Fables de La Fontaine (éd. Barbin)/2/Le Charlatan
XIX.
Le Charlatan.
E monde n’a jamais manqué de Charlatans.
Cette ſcience de tout temps
Fut en Profeſſeurs très fertile.
Tantoſt l’un en Theatre affronte l’Acheron :
Et l’autre affiche par la Ville
Qu’il eſt un Paſſe-Ciceron.
Un des derniers ſe vantoit d’eſtre
En Eloquence ſi grand Maiſtre,
Qu’il rendroit diſert un badaut,
Un manant, un ruſtre, un lourdaut,
Ouy, Meſſieurs, un lourdaut, un Animal, un Aſne :
Que l’on ameine un Aſne, un Aſne renforcé,
Je le rendray Maiſtre paſſé ;
Et veux qu’il porte la ſoutane.
Le Prince ſceut la choſe, il manda le Rheteur.

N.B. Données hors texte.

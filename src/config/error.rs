//! Configuration error types.

use std::path::PathBuf;

use thiserror::Error;

/// Errors that can occur while loading settings.
#[derive(Debug, Error)]
pub enum ConfigError {
    /// A configuration file exists but could not be read.
    #[error("failed to read config file {path}: {source}")]
    Read {
        /// File that failed
        path: PathBuf,
        /// Underlying I/O error
        #[source]
        source: std::io::Error,
    },

    /// A configuration file is not valid TOML or has wrong value types.
    #[error("failed to parse config file {path}: {message}")]
    Parse {
        /// File that failed
        path: PathBuf,
        /// Parser message
        message: String,
    },

    /// An environment variable holds a value of the wrong type.
    #[error("invalid value '{value}' for {variable}")]
    InvalidEnv {
        /// Variable name
        variable: String,
        /// Offending value
        value: String,
    },
}

impl ConfigError {
    /// Returns true if the error comes from a file on disk.
    #[must_use]
    pub fn is_file_error(&self) -> bool {
        matches!(self, Self::Read { .. } | Self::Parse { .. })
    }

    /// Returns a user-friendly suggestion for resolving this error.
    #[must_use]
    pub fn suggestion(&self) -> &'static str {
        match self {
            Self::Read { .. } => "check the file permissions of the config file",
            Self::Parse { .. } => "fix the TOML syntax or remove the offending key",
            Self::InvalidEnv { .. } => "unset the variable or give it a valid value",
        }
    }
}

#[cfg(test)]
mod tests {
    use super::*;

    #[test]
    fn test_error_display() {
        let err = ConfigError::Parse {
            path: PathBuf::from("/tmp/config.toml"),
            message: "expected a table".to_string(),
        };
        assert!(err.to_string().contains("/tmp/config.toml"));
        assert!(err.to_string().contains("expected a table"));

        let err = ConfigError::InvalidEnv {
            variable: "DESKTOP_NOTIFY_TIMEOUT".to_string(),
            value: "soon".to_string(),
        };
        assert!(err.to_string().contains("DESKTOP_NOTIFY_TIMEOUT"));
        assert!(err.to_string().contains("soon"));
    }

    #[test]
    fn test_is_file_error() {
        let err = ConfigError::Read {
            path: PathBuf::from("x"),
            source: std::io::Error::new(std::io::ErrorKind::PermissionDenied, "denied"),
        };
        assert!(err.is_file_error());
        assert!(!ConfigError::InvalidEnv {
            variable: "X".into(),
            value: "y".into()
        }
        .is_file_error());
    }

    #[test]
    fn test_suggestion() {
        let err = ConfigError::Parse {
            path: PathBuf::from("x"),
            message: "m".into(),
        };
        assert!(err.suggestion().contains("TOML"));
    }
}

J’ay, dit-il, dans mon écurie
Un fort beau Rouſſin d’Arcadie :
J’en voudrois faire un Orateur.
Sire, vous pouvez tout, reprit d’abord nôtre homme.
On luy donna certaine ſomme.
Il devoit au bout de dix ans
Mettre ſon Aſne ſur les bancs :
Sinon, il conſentoit d’eſtre en place publique
Guindé, la hard au col, étranglé court & net,
Ayant au dos ſa Rhetorique,
Et les oreilles d’un Baudet.
Quelqu’un des Courtiſans luy dit qu’à la potence
Il vouloit l’aller voir ; & que pour un pendu
Il auroit bonne grace, & beaucoup de preſtance :
Surtout qu’il ſe ſouvinſt de faire à l’aſſiſtance
Un diſcours où ſon art fut au long étendu ;
Un diſcours pathetique, & dont le formulaire
Serviſt à certains Cicerons
Vulgairement nommez larrons.
L’autre reprit : Avant l’affaire
Le Roy, l’Aſne ou moy nous mourrons.
Il avoit raiſon. C’eſt folie
De compter ſur dix ans de vie.
Soyons bien beuvans, bien mangeans,
Nous devons à la mort de trois l’un en dix ans.